Work request: Using the material that follows, work out how many lines include the word "HumanFormatter". Your answer should be that number only.

Source material:
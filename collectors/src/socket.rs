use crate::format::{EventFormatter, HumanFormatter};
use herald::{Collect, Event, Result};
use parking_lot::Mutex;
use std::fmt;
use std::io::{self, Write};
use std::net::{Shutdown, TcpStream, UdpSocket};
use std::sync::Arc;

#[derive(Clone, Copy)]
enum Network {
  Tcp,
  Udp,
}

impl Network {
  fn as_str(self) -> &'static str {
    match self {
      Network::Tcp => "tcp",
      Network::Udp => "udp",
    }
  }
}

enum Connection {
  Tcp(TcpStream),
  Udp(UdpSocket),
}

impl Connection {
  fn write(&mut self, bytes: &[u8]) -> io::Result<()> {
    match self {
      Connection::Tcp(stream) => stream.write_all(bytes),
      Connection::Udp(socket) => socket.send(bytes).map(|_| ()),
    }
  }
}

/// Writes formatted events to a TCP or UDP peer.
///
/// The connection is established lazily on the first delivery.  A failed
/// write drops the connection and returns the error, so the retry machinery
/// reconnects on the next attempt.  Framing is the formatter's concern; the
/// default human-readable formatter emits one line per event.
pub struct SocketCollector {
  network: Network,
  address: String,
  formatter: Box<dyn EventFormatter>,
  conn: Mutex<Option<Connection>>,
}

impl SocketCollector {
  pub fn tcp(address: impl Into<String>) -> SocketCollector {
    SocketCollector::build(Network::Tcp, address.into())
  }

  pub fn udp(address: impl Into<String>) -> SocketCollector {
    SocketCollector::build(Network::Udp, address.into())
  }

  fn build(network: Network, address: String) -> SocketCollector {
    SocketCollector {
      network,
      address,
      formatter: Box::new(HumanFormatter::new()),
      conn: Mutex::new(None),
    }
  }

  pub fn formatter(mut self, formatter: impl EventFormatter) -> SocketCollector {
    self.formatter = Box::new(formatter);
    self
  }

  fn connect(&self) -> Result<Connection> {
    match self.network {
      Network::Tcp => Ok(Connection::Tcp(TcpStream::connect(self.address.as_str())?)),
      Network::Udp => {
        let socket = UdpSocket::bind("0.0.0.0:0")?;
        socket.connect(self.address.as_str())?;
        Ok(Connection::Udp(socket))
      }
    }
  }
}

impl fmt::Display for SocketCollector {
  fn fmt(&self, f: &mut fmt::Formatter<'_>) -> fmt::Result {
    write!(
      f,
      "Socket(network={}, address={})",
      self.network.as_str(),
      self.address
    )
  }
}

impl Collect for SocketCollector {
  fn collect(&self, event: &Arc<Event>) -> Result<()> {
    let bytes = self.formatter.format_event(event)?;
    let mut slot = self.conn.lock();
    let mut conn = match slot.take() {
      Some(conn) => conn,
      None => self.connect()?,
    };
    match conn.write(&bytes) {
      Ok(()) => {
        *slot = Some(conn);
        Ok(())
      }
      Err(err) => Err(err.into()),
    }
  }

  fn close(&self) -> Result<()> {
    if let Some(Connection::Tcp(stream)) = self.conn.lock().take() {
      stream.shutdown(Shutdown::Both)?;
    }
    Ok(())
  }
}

Exercise answer: 2